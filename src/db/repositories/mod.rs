//! Database repositories
//!
//! Repositories handle all direct database interactions.

pub mod castaway_repo;
pub mod league_repo;
pub mod pick_repo;
pub mod user_repo;

pub use castaway_repo::CastawayRepository;
pub use league_repo::LeagueRepository;
pub use pick_repo::PickRepository;
pub use user_repo::{AccountClash, UserRepository};
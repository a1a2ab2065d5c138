//! Castaway Draft - Application Entry Point

use std::{net::SocketAddr, sync::Arc};

use redis::Client as RedisClient;
use tokio::net::TcpListener;
use tracing_subscriber::{EnvFilter, layer::SubscriberExt, util::SubscriberInitExt};

use castaway_draft::{
    config::CONFIG,
    create_router,
    db::{self, PgDraftStore},
    notifications::{EventSink, LogNotificationSender, NotificationWorker},
    scheduler::DraftScheduler,
    services::DraftService,
    state::AppState,
};

#[tokio::main]
async fn main() -> anyhow::Result<()> {
    // Initialize tracing
    let filter =
        EnvFilter::try_from_default_env().unwrap_or_else(|_| CONFIG.server.rust_log.clone().into());
    let registry = tracing_subscriber::registry().with(filter);
    if CONFIG.server.log_format == "json" {
        registry.with(tracing_subscriber::fmt::layer().json()).init();
    } else {
        registry.with(tracing_subscriber::fmt::layer()).init();
    }

    tracing::info!("Starting Castaway Draft server...");

    // Initialize database connection pool
    tracing::info!("Connecting to database...");
    let db_pool = db::create_pool(&CONFIG.database).await?;

    // Run database migrations
    tracing::info!("Running database migrations...");
    db::run_migrations(&db_pool).await?;

    // Initialize Redis connection
    tracing::info!("Connecting to Redis...");
    let redis_client = RedisClient::open(CONFIG.redis.url.as_str())?;
    let redis_conn = redis::aio::ConnectionManager::new(redis_client).await?;

    // Draft events flow to the notification worker
    let (events, event_rx) = EventSink::channel(CONFIG.notifications.queue_capacity);
    let worker = NotificationWorker::new(event_rx, Arc::new(LogNotificationSender));
    tokio::spawn(worker.run());

    let draft_service = Arc::new(DraftService::new(
        Arc::new(PgDraftStore::new(db_pool.clone())),
        events,
        CONFIG.draft.clone(),
    ));

    // Finalize sweep
    let mut scheduler = DraftScheduler::new(CONFIG.draft.clone(), draft_service.clone()).await?;
    scheduler.setup_jobs().await?;
    scheduler.start().await?;

    // Create application state
    let state = AppState::new(db_pool, redis_conn, draft_service, CONFIG.clone());

    // Build the router
    let app = create_router(state);

    // Start the server
    let addr = SocketAddr::new(CONFIG.server.host.parse()?, CONFIG.server.port);
    let listener = TcpListener::bind(addr).await?;

    tracing::info!("Server listening on http://{}", addr);

    axum::serve(
        listener,
        app.into_make_service_with_connect_info::<SocketAddr>(),
    )
    .with_graceful_shutdown(shutdown_signal())
    .await?;

    scheduler.shutdown().await?;
    tracing::info!("Server stopped");

    Ok(())
}

async fn shutdown_signal() {
    if let Err(e) = tokio::signal::ctrl_c().await {
        tracing::error!("Failed to listen for shutdown signal: {}", e);
    }
    tracing::info!("Shutdown signal received");
}
//! Logging middleware

use axum::{
    body::Body,
    extract::Request,
    http::StatusCode,
    middleware::Next,
    response::Response,
};
use std::time::Instant;
use tracing::{info, warn};

/// Request logging middleware
pub async fn logging_middleware(request: Request<Body>, next: Next) -> Response {
    let start = Instant::now();
    let method = request.method().clone();
    let path = request.uri().path().to_string();

    let response = next.run(request).await;

    let status = response.status();
    let duration_ms = format!("{:.2}", start.elapsed().as_secs_f64() * 1000.0);

    match status {
        s if s.is_server_error() => warn!(
            method = %method,
            path = %path,
            status = s.as_u16(),
            duration_ms = %duration_ms,
            "Request completed with server error"
        ),
        // Rejected picks and permission checks are routine during a draft
        StatusCode::CONFLICT | StatusCode::FORBIDDEN | StatusCode::NOT_FOUND => info!(
            method = %method,
            path = %path,
            status = status.as_u16(),
            duration_ms = %duration_ms,
            "Request rejected"
        ),
        s if s.is_client_error() => warn!(
            method = %method,
            path = %path,
            status = s.as_u16(),
            duration_ms = %duration_ms,
            "Request completed with client error"
        ),
        _ => info!(
            method = %method,
            path = %path,
            status = status.as_u16(),
            duration_ms = %duration_ms,
            "Request completed"
        ),
    }

    response
}
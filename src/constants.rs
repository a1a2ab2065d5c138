//! Application-wide constants
//!
//! This module contains all constant values used throughout the application.
//! Constants are grouped by their purpose for better organization.

// =============================================================================
// SERVER DEFAULTS
// =============================================================================

/// Default server host address
pub const DEFAULT_SERVER_HOST: &str = "0.0.0.0";

/// Default server port
pub const DEFAULT_SERVER_PORT: u16 = 8080;

// =============================================================================
// DATABASE DEFAULTS
// =============================================================================

/// Default maximum database connections in the pool
pub const DEFAULT_DATABASE_MAX_CONNECTIONS: u32 = 20;

// =============================================================================
// AUTHENTICATION DEFAULTS
// =============================================================================

/// Default JWT token expiry in hours
pub const DEFAULT_JWT_EXPIRY_HOURS: i64 = 24;

/// Minimum password length
pub const MIN_PASSWORD_LENGTH: u64 = 8;

/// Maximum password length
pub const MAX_PASSWORD_LENGTH: u64 = 128;

/// Username minimum length
pub const MIN_USERNAME_LENGTH: u64 = 3;

/// Username maximum length
pub const MAX_USERNAME_LENGTH: u64 = 32;

/// Matches `users.email`
pub const MAX_EMAIL_LENGTH: u64 = 255;

/// Matches `users.display_name`
pub const MAX_DISPLAY_NAME_LENGTH: u64 = 64;

// =============================================================================
// DRAFT DEFAULTS
// =============================================================================

/// Default number of castaways each league member drafts
pub const DEFAULT_PICKS_PER_MEMBER: u32 = 2;

/// Upper bound for a league's per-member quota
pub const MAX_PICKS_PER_MEMBER: u32 = 10;

/// Hours between draft start and the auto-draft deadline when none is given
pub const DEFAULT_DRAFT_DEADLINE_HOURS: i64 = 48;

/// Attempts made to commit a pick when the league changes underneath us
pub const DEFAULT_MAX_COMMIT_RETRIES: u32 = 3;

/// Cron expression (with seconds) for the expired draft sweep
pub const DEFAULT_FINALIZE_CRON: &str = "0 */5 * * * *";

/// Buffered notification events before emitters start dropping
pub const DEFAULT_NOTIFICATION_QUEUE_CAPACITY: usize = 256;

/// Length of generated league invite codes
pub const INVITE_CODE_LENGTH: usize = 8;

/// Maximum league name length
pub const MAX_LEAGUE_NAME_LENGTH: u64 = 100;

/// Maximum castaway name length
pub const MAX_CASTAWAY_NAME_LENGTH: u64 = 100;

// =============================================================================
// DRAFT STATUSES
// =============================================================================

/// League draft status identifiers (stored in `leagues.draft_status`)
pub mod draft_status {
    pub const PENDING: &str = "pending";
    pub const IN_PROGRESS: &str = "in_progress";
    pub const COMPLETED: &str = "completed";
}

/// How a pick was acquired (stored in `draft_picks.acquired_via`)
pub mod acquired_via {
    pub const DRAFT: &str = "draft";
    pub const AUTO_DRAFT: &str = "auto_draft";
}

/// Castaway status identifiers
pub mod castaway_status {
    pub const ACTIVE: &str = "active";
    pub const ELIMINATED: &str = "eliminated";
}

// =============================================================================
// USER ROLES
// =============================================================================

/// User role identifiers
pub mod roles {
    pub const ADMIN: &str = "admin";
    pub const PLAYER: &str = "player";
}

// =============================================================================
// API VERSIONING
// =============================================================================

/// API base path
pub const API_BASE_PATH: &str = "/api/v1";

/// Largest accepted request body
pub const MAX_REQUEST_BODY_BYTES: usize = 64 * 1024;

// =============================================================================
// RATE LIMITING
// =============================================================================

/// Rate limiting configuration
pub mod rate_limits {
    /// Auth endpoint - max requests
    pub const AUTH_MAX_REQUESTS: i64 = 5;
    /// Auth endpoint - window in seconds
    pub const AUTH_WINDOW_SECS: i64 = 60;

    /// Draft pick endpoint - max requests
    pub const PICK_MAX_REQUESTS: i64 = 20;
    /// Draft pick endpoint - window in seconds
    pub const PICK_WINDOW_SECS: i64 = 60;

    /// General API - max requests
    pub const GENERAL_MAX_REQUESTS: i64 = 100;
    /// General API - window in seconds
    pub const GENERAL_WINDOW_SECS: i64 = 60;
}
//! Admin handler implementations

use axum::{
    Json,
    extract::{Path, State},
    http::StatusCode,
};
use uuid::Uuid;
use validator::Validate;

use crate::{
    constants::roles,
    error::{AppError, AppResult},
    handlers::castaways::{CastawayResponse, CreateCastawayRequest},
    middleware::auth::AuthenticatedUser,
    services::{CastawayService, FinalizeSummary},
    state::AppState,
};

/// Verify user is admin
fn require_admin(auth_user: &AuthenticatedUser) -> AppResult<()> {
    if auth_user.role != roles::ADMIN {
        return Err(AppError::Forbidden("Admin access required".to_string()));
    }
    Ok(())
}

/// Run the finalize sweep now
pub async fn finalize_all_drafts(
    State(state): State<AppState>,
    auth_user: AuthenticatedUser,
) -> AppResult<Json<FinalizeSummary>> {
    require_admin(&auth_user)?;

    tracing::info!(admin_id = %auth_user.id, "Manual finalize sweep requested");
    let summary = state.draft_service().finalize_expired_drafts().await?;

    Ok(Json(summary))
}

/// Add a castaway to a season
pub async fn create_castaway(
    State(state): State<AppState>,
    auth_user: AuthenticatedUser,
    Json(payload): Json<CreateCastawayRequest>,
) -> AppResult<(StatusCode, Json<CastawayResponse>)> {
    require_admin(&auth_user)?;
    payload.validate()?;

    let castaway = CastawayService::create_castaway(state.db(), payload).await?;
    Ok((StatusCode::CREATED, Json(castaway)))
}

/// Mark a castaway eliminated
pub async fn eliminate_castaway(
    State(state): State<AppState>,
    auth_user: AuthenticatedUser,
    Path(id): Path<Uuid>,
) -> AppResult<Json<CastawayResponse>> {
    require_admin(&auth_user)?;

    let castaway = CastawayService::eliminate_castaway(state.db(), &id).await?;
    Ok(Json(castaway))
}
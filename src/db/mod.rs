//! Database module
//!
//! This module handles database connections, migrations, repositories and
//! the draft store built on top of them.

pub mod connection;
pub mod pg_store;
pub mod repositories;
pub mod store;

use sqlx::PgPool;

pub use connection::*;
pub use pg_store::PgDraftStore;
pub use store::{Commit, DraftStore};

/// Run database migrations
pub async fn run_migrations(pool: &PgPool) -> Result<(), sqlx::migrate::MigrateError> {
    sqlx::migrate!("./migrations").run(pool).await
}
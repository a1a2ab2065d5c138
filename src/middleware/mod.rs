//! HTTP middleware

pub mod auth;
pub mod logging;
pub mod rate_limit;

pub use auth::{AuthenticatedUser, auth_middleware};
pub use logging::logging_middleware;
pub use rate_limit::{pick_rate_limit_middleware, rate_limit_middleware};
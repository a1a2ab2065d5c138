//! Draft handlers

mod handler;
pub mod request;
pub mod response;

pub use handler::*;
pub use request::*;
pub use response::*;

use axum::{
    Router, middleware,
    routing::{get, post},
};

use crate::{middleware::rate_limit::pick_rate_limit_middleware, state::AppState};

/// Draft routes, nested under a league (authenticated)
pub fn routes(state: &AppState) -> Router<AppState> {
    Router::new()
        .route("/{id}/draft/state", get(handler::get_draft_state))
        .route("/{id}/draft/order", get(handler::get_draft_order))
        .route(
            "/{id}/draft/pick",
            post(handler::submit_pick).route_layer(middleware::from_fn_with_state(
                state.clone(),
                pick_rate_limit_middleware,
            )),
        )
        .route("/{id}/draft/set-order", post(handler::set_draft_order))
        .route("/{id}/draft/start", post(handler::start_draft))
}
//! Postgres-backed draft store
//!
//! Guarded writes run in a transaction that holds `SELECT ... FOR UPDATE`
//! on the league row, so concurrent writers for one league queue up behind
//! each other and each re-checks what the previous one committed.

use async_trait::async_trait;
use chrono::{DateTime, Utc};
use sqlx::PgPool;
use uuid::Uuid;

use super::{
    repositories::{CastawayRepository, LeagueRepository, PickRepository},
    store::{Commit, DraftStore},
};
use crate::{
    draft::{DraftSnapshot, PlannedPick, order},
    error::{AppError, AppResult},
    models::{DraftPick, DraftStatus, League},
};

/// [`DraftStore`] over the application's Postgres pool
#[derive(Clone)]
pub struct PgDraftStore {
    pool: PgPool,
}

impl PgDraftStore {
    pub fn new(pool: PgPool) -> Self {
        Self { pool }
    }
}

#[async_trait]
impl DraftStore for PgDraftStore {
    async fn snapshot(&self, league_id: Uuid) -> AppResult<Option<DraftSnapshot>> {
        let Some(league) = LeagueRepository::find_by_id(&self.pool, &league_id).await? else {
            return Ok(None);
        };

        let (members, picks, castaways) = tokio::try_join!(
            LeagueRepository::list_members(&self.pool, &league_id),
            PickRepository::list_for_league(&self.pool, &league_id),
            CastawayRepository::list_by_season(&self.pool, league.season),
        )?;

        Ok(Some(DraftSnapshot {
            league,
            members,
            picks,
            castaways,
        }))
    }

    async fn save_order(&self, league_id: Uuid, order: &[Uuid]) -> AppResult<Commit<()>> {
        let mut tx = self.pool.begin().await?;

        let Some(league) = LeagueRepository::lock_for_update(&mut tx, &league_id).await? else {
            return Ok(Commit::Stale);
        };
        if league.status() != DraftStatus::Pending {
            return Ok(Commit::Stale);
        }

        let members: Vec<Uuid> = LeagueRepository::list_members(&mut *tx, &league_id)
            .await?
            .into_iter()
            .map(|m| m.user_id)
            .collect();
        if !order::is_permutation(order, &members) {
            return Ok(Commit::Stale);
        }

        LeagueRepository::set_draft_order(&mut tx, &league_id, order).await?;
        LeagueRepository::set_positions(&mut tx, &league_id, &order::draft_positions(order))
            .await?;

        tx.commit().await?;
        Ok(Commit::Applied(()))
    }

    async fn start_draft(
        &self,
        league_id: Uuid,
        expected_order: &[Uuid],
        deadline: DateTime<Utc>,
        now: DateTime<Utc>,
    ) -> AppResult<Commit<League>> {
        let mut tx = self.pool.begin().await?;

        let Some(league) = LeagueRepository::lock_for_update(&mut tx, &league_id).await? else {
            return Ok(Commit::Stale);
        };
        if league.status() != DraftStatus::Pending || league.draft_order != expected_order {
            return Ok(Commit::Stale);
        }

        let members: Vec<Uuid> = LeagueRepository::list_members(&mut *tx, &league_id)
            .await?
            .into_iter()
            .map(|m| m.user_id)
            .collect();
        if !order::is_permutation(&league.draft_order, &members) {
            return Ok(Commit::Stale);
        }

        let league = LeagueRepository::start_draft(&mut tx, &league_id, deadline, now).await?;

        tx.commit().await?;
        Ok(Commit::Applied(league))
    }

    async fn commit_picks(
        &self,
        league_id: Uuid,
        expected_pick_count: usize,
        picks: &[PlannedPick],
        complete: bool,
        now: DateTime<Utc>,
    ) -> AppResult<Commit<Vec<DraftPick>>> {
        let mut tx = self.pool.begin().await?;

        let Some(league) = LeagueRepository::lock_for_update(&mut tx, &league_id).await? else {
            return Ok(Commit::Stale);
        };
        if league.status() != DraftStatus::InProgress {
            return Ok(Commit::Stale);
        }

        let count = PickRepository::count_for_league(&mut *tx, &league_id).await?;
        if count != expected_pick_count as i64 {
            return Ok(Commit::Stale);
        }

        let mut inserted = Vec::with_capacity(picks.len());
        for pick in picks {
            // Eliminated since the snapshot was read
            if !CastawayRepository::is_draftable(&mut *tx, &pick.castaway_id).await? {
                return Ok(Commit::Stale);
            }
            match PickRepository::insert(&mut *tx, &league_id, pick).await {
                Ok(row) => inserted.push(row),
                // Dropping the transaction rolls back the picks inserted so far
                Err(AppError::AlreadyExists(_)) => return Ok(Commit::Stale),
                Err(e) => return Err(e),
            }
        }

        if complete {
            LeagueRepository::mark_completed(&mut tx, &league_id, now).await?;
        }

        tx.commit().await?;
        Ok(Commit::Applied(inserted))
    }

    async fn expired_drafts(&self, now: DateTime<Utc>) -> AppResult<Vec<Uuid>> {
        LeagueRepository::find_expired_drafts(&self.pool, now).await
    }
}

————

Assignment: List the lines of the entries that include "EnvFilter".

Finished exercise:
use tracing_subscriber::{EnvFilter, layer::SubscriberExt, util::SubscriberInitExt};
        EnvFilter::try_from_default_env().unwrap_or_else(|_| CONFIG.server.rust_log.clone().into());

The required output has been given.